Human lymphoblastoid B-cell lines reprogrammed to EBV-free induced pluripotent stem cells

Authors:
Deepika Rajesh, Sarah J. Dickerson, Junying Yu, Matthew E. Brown, James A. Thomson, and Nicholas J. Seay
In:
Source: Blood
Publication Date: (2011)
Issue: 118 (7): 1797-1800
Research Area:
Immunotherapy / Hematology
Gene Expression
Basic Research
Cells used in publication:
LCL
Species: human
Tissue Origin: blood
Culture Media:
Platform:
96-well Shuttle™ System
Experiment
Human B Cell 96-well Nucleofector Kit and program E0-100 with 1–2µg of DNA per reaction; (~1.0E+06 cells per condition) were allowed to recover a few hours and directly plated to Matrigel-coated 6-well plates in reprogramming medium (DMEM:F12). Colonies with morphology similar to iPSC colonies were readily visible between days 14–20 post-nucleofection. The presence of true-iPSC colonies was confirmed by morphology and live-cell staining with Tra-1–60 antibody.
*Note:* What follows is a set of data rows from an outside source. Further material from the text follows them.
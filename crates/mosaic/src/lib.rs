// SPDX-License-Identifier: AGPL-3.0-only
// Copyright (C) 2024 Jonathan Lee
// This program is free software: you can redistribute it and/or modify
// it under the terms of the GNU Affero General Public License version 3
// as published by the Free Software Foundation.
// This program is distributed in the hope that it will be useful,
// but WITHOUT ANY WARRANTY; without even the implied warranty of
// MERCHANTABILITY or FITNESS FOR A PARTICULAR PURPOSE.
// See the GNU Affero General Public License for more details.
// You should have received a copy of the GNU Affero General Public License
// along with this program. If not, see https://www.gnu.org/licenses/.

pub mod config;
pub mod error;
pub mod geometry;
pub mod palette;
pub mod records;
pub mod render;
pub mod tabulate;

#[cfg(feature = "svg")]
pub mod svg;

pub use config::{CategoryOrder, ChartStyle, FigureSize, FilterSpec, MosaicConfig};
pub use error::{ConfigError, DataError, MosaicError, RenderError, Result};
pub use geometry::{build_geometry, RenderPlan, Segment, StackedRow};
pub use palette::Rgb;
pub use records::{RecordSet, MISSING_CATEGORY};
pub use render::{render, ChartBackend};
pub use tabulate::{tabulate, ChartTitle, ColumnKey, ColumnShareSeries, CrossTabTable, Tabulation};

#[cfg(feature = "svg")]
pub use svg::SvgBackend;

use rand::Rng;

/// Tabulates records and turns them into a drawable mosaic chart.
pub struct MosaicChart {
    config: MosaicConfig,
    fixed_colors: Vec<Rgb>,
}

impl MosaicChart {
    pub fn new(config: MosaicConfig) -> Result<Self> {
        config.validate()?;
        let fixed_colors = config
            .fixed_colors
            .iter()
            .map(|c| Rgb::parse(c))
            .collect::<std::result::Result<Vec<_>, _>>()?;
        Ok(Self {
            config,
            fixed_colors,
        })
    }

    pub fn tabulate(&self, records: &RecordSet) -> Result<Tabulation> {
        Ok(tabulate::tabulate(
            records,
            &self.config.row_column,
            &self.config.column_column,
            self.config.filter.as_ref(),
            self.config.category_order,
        )?)
    }

    pub fn plan(&self, records: &RecordSet) -> Result<RenderPlan> {
        self.plan_with_rng(records, &mut rand::thread_rng())
    }

    /// Same as [`MosaicChart::plan`] with an explicit source for the
    /// fallback colours.
    pub fn plan_with_rng<R: Rng + ?Sized>(
        &self,
        records: &RecordSet,
        rng: &mut R,
    ) -> Result<RenderPlan> {
        let Tabulation {
            table,
            shares,
            title,
        } = self.tabulate(records)?;
        let title = self
            .config
            .chart_title
            .as_deref()
            .map_or(title, ChartTitle::custom);
        Ok(build_geometry(
            &table,
            &shares,
            &self.config.style(),
            self.config.min_display_value,
            &title,
            &self.fixed_colors,
            rng,
        )?)
    }

    pub fn render<B: ChartBackend + ?Sized>(
        &self,
        records: &RecordSet,
        backend: &mut B,
    ) -> Result<B::Output> {
        let plan = self.plan(records)?;
        render(&plan, backend)
    }

    #[cfg(feature = "svg")]
    pub fn to_svg(&self, records: &RecordSet) -> Result<String> {
        self.render(records, &mut SvgBackend::new())
    }
}

/// One-shot: records and config in, SVG document out.
#[cfg(feature = "svg")]
pub fn chart_svg(records: &RecordSet, config: MosaicConfig) -> Result<String> {
    MosaicChart::new(config)?.to_svg(records)
}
The iPSC-like colonies were picked and propagated using TeSR-2 medium on Matrigel-coated plates
Abstract
Generation of patient-specific induced pluripotent cells (iPSCs) holds great promise for regenerative medicine. Epstein-Barr virus immortalized lymphoblastoid B-cell lines (LCLs) can be generated from a minimal amount of blood and are banked worldwide as cellular reference material for immunologic or genetic analysis of pedigreed study populations. We report the generation of iPSCs from 2 LCLs (LCL-iPSCs) via a feeder-free episomal method using a cocktail of transcription factors and small molecules. LCL-derived iPSCs exhibited normal karyotype, expressed pluripotency markers, lost oriP/EBNA-1 episomal vectors, generated teratomas, retained donor identity, and differentiated in vitro into hematopoietic, cardiac, neural, and hepatocyte-like lineages. Significantly, although the parental LCLs express viral EBNA-1 and other Epstein-Barr virus latency-related elements for their survival, their presence was not detectable in LCL-iPSCs. Thus, reprogramming LCLs could offer an unlimited source for patient-specific iPSCs.